* WHAT YOU NEED TO DO *
Only a number is wanted here: the count of lines in the entries below that contain the word "MassProperties".

== MATERIAL TO PROCESS ==

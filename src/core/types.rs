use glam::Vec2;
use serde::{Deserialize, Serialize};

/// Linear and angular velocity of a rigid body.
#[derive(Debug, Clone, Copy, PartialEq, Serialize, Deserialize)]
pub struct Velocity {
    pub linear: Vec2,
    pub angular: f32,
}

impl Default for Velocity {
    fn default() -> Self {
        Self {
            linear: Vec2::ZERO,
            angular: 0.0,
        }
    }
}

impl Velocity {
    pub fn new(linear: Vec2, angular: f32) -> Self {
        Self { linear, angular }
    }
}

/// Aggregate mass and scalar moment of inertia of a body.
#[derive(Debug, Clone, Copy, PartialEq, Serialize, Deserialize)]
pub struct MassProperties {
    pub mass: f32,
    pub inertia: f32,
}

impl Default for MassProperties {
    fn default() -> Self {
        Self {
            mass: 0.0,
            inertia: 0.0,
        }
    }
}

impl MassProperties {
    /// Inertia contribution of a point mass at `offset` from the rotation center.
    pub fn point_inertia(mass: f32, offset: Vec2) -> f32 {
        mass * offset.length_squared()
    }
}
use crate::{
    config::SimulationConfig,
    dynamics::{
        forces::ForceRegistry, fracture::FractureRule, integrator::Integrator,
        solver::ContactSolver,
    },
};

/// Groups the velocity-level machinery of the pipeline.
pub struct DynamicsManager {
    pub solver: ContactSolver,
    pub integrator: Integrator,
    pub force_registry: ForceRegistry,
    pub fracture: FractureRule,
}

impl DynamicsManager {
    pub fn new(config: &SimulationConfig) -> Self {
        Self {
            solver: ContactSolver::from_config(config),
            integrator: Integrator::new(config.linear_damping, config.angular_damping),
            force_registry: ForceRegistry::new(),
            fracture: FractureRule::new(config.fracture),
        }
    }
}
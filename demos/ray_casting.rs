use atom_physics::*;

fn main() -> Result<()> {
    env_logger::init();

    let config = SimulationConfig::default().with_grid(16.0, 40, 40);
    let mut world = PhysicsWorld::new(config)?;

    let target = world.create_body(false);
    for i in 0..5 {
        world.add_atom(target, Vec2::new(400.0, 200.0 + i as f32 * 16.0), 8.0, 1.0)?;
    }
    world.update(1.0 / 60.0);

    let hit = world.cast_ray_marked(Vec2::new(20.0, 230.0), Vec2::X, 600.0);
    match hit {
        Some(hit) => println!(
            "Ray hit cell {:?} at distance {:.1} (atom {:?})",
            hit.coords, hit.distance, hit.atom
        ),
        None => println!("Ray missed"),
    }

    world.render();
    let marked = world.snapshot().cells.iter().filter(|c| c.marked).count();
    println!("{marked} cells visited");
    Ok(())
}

===
== MATERIAL TO PROCESS ==

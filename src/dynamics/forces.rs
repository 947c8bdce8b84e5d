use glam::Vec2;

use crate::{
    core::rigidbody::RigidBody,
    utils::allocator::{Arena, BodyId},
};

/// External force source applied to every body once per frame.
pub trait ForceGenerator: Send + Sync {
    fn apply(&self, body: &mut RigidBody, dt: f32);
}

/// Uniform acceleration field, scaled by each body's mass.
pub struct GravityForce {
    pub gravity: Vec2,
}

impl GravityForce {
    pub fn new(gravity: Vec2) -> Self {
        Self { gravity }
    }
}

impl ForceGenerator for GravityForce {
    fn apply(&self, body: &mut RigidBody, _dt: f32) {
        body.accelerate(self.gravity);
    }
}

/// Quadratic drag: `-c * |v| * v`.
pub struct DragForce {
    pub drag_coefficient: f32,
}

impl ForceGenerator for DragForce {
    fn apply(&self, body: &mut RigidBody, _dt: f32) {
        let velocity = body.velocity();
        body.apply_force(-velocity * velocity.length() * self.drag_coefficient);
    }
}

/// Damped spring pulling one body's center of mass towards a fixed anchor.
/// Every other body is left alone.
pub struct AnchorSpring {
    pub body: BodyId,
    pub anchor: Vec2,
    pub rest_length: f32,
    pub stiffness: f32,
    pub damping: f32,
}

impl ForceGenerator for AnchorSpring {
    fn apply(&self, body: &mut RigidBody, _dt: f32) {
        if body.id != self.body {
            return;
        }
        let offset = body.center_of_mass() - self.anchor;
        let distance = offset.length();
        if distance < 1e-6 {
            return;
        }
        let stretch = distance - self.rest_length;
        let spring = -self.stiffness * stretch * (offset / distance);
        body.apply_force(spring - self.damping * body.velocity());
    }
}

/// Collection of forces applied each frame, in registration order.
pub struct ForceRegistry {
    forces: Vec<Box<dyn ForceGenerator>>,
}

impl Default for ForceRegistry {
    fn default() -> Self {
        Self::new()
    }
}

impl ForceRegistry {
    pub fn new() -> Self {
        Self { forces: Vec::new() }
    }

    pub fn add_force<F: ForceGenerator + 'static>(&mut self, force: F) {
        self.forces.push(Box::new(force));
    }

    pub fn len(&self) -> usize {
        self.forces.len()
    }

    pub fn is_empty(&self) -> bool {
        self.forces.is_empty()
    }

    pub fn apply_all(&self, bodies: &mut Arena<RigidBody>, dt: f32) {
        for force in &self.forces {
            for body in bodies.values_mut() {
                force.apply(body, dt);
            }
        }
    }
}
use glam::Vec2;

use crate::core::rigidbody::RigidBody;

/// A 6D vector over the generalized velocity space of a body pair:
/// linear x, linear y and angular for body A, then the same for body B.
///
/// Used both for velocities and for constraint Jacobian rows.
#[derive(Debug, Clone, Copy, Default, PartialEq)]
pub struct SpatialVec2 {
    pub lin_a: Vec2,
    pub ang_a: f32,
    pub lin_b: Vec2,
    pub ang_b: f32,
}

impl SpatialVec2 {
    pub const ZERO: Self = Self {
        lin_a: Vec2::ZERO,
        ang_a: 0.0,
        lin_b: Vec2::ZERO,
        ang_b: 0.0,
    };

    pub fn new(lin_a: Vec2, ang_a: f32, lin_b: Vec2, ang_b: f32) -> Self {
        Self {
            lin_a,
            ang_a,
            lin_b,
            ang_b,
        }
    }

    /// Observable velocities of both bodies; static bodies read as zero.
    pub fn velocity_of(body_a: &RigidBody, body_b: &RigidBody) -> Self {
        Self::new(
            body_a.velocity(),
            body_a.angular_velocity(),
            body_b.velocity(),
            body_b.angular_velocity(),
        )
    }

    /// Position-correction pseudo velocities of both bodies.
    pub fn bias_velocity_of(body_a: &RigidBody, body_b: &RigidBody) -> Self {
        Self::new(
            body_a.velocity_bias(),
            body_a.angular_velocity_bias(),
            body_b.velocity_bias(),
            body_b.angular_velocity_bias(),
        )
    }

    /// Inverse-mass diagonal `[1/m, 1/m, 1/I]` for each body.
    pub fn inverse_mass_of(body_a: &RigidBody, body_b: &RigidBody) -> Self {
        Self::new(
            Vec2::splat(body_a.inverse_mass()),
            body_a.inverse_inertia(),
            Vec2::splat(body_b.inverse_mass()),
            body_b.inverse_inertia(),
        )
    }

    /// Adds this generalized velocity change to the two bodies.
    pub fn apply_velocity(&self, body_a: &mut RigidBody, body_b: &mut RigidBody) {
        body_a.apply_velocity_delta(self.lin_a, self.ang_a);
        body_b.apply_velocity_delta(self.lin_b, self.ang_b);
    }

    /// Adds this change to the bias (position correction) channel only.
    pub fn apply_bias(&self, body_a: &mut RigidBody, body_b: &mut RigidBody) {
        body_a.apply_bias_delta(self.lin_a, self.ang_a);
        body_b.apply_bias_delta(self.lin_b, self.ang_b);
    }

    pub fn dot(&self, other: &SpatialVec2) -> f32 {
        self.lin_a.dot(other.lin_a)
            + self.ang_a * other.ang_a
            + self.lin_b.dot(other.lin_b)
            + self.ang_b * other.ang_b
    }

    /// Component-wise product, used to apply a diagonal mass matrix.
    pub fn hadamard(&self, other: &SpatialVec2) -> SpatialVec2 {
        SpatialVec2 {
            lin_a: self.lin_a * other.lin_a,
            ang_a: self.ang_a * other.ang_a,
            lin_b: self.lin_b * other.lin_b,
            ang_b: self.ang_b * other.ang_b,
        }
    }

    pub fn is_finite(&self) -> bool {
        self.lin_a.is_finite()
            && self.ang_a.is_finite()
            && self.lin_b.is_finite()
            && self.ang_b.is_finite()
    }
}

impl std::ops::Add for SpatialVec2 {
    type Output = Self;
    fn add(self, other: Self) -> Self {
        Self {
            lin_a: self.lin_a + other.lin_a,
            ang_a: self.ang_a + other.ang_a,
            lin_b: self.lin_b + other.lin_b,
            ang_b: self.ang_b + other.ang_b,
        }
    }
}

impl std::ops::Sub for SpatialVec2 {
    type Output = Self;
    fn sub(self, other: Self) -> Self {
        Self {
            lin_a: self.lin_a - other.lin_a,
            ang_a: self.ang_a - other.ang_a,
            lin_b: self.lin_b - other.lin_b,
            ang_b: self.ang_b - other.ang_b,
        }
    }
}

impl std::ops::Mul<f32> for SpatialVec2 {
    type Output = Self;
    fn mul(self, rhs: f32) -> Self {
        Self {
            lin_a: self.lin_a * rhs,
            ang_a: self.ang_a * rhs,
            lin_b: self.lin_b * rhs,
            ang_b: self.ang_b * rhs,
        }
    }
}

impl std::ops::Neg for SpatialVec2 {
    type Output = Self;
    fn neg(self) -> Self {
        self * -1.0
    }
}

===
== MATERIAL TO PROCESS ==

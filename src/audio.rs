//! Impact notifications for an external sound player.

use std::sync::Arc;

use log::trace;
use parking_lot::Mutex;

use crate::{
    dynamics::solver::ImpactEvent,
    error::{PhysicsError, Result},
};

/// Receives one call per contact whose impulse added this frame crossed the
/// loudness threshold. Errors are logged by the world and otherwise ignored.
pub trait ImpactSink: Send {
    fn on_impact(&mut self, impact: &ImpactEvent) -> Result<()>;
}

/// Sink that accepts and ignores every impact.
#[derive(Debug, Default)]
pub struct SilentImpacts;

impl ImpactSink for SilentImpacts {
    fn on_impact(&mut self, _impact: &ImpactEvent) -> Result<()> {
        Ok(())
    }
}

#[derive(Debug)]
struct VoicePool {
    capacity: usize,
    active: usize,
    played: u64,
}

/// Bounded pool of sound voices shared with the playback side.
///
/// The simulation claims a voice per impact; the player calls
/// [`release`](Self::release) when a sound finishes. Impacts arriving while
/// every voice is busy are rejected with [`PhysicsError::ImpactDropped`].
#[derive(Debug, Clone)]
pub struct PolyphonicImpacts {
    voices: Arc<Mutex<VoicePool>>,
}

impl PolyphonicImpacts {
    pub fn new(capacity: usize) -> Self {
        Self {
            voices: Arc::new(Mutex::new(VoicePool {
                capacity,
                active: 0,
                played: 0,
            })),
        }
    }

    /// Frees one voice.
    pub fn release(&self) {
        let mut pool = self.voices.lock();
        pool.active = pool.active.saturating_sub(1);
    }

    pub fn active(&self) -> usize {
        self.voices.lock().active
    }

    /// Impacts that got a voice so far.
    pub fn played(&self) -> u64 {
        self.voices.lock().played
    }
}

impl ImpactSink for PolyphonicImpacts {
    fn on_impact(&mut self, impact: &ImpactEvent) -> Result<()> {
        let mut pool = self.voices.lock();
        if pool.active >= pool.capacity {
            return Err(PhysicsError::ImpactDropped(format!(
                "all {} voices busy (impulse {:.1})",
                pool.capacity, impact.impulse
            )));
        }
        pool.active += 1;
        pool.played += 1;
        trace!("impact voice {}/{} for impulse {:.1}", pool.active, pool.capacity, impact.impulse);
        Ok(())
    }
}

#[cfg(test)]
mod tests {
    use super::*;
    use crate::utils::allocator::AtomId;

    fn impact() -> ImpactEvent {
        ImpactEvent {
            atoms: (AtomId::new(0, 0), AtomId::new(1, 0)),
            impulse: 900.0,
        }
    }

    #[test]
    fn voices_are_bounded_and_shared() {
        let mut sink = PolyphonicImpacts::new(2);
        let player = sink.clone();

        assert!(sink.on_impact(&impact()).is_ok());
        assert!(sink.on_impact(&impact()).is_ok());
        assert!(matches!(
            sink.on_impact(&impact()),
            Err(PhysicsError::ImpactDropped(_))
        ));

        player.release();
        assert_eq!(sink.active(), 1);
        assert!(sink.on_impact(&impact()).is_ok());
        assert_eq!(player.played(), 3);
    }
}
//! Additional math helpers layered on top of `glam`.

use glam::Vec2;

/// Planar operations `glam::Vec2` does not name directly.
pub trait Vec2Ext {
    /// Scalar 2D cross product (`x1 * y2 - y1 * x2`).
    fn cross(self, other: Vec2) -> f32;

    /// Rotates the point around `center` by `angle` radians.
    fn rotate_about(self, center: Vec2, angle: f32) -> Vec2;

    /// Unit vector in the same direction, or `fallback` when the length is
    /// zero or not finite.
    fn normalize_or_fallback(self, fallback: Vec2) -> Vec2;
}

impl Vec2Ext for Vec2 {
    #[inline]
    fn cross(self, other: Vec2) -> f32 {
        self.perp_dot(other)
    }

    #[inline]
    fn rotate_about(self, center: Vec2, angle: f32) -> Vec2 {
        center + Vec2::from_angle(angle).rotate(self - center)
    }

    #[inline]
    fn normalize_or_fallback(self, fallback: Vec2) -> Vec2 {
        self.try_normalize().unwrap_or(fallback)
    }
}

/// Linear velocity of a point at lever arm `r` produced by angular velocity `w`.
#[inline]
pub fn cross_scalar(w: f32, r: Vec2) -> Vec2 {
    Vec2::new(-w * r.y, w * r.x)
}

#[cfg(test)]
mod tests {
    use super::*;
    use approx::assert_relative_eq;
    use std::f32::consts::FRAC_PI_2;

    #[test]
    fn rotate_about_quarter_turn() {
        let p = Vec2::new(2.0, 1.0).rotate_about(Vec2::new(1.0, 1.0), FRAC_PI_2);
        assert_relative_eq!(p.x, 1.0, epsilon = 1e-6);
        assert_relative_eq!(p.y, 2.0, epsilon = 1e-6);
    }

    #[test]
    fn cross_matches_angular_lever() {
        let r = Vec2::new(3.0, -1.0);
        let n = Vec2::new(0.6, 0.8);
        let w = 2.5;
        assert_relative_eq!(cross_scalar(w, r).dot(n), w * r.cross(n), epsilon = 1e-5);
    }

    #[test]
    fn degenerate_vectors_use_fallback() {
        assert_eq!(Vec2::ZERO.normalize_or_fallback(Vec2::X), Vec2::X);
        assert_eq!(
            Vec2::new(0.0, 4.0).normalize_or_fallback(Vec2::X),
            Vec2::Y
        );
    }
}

===

* OUTPUT OF THE EXERCISE *
3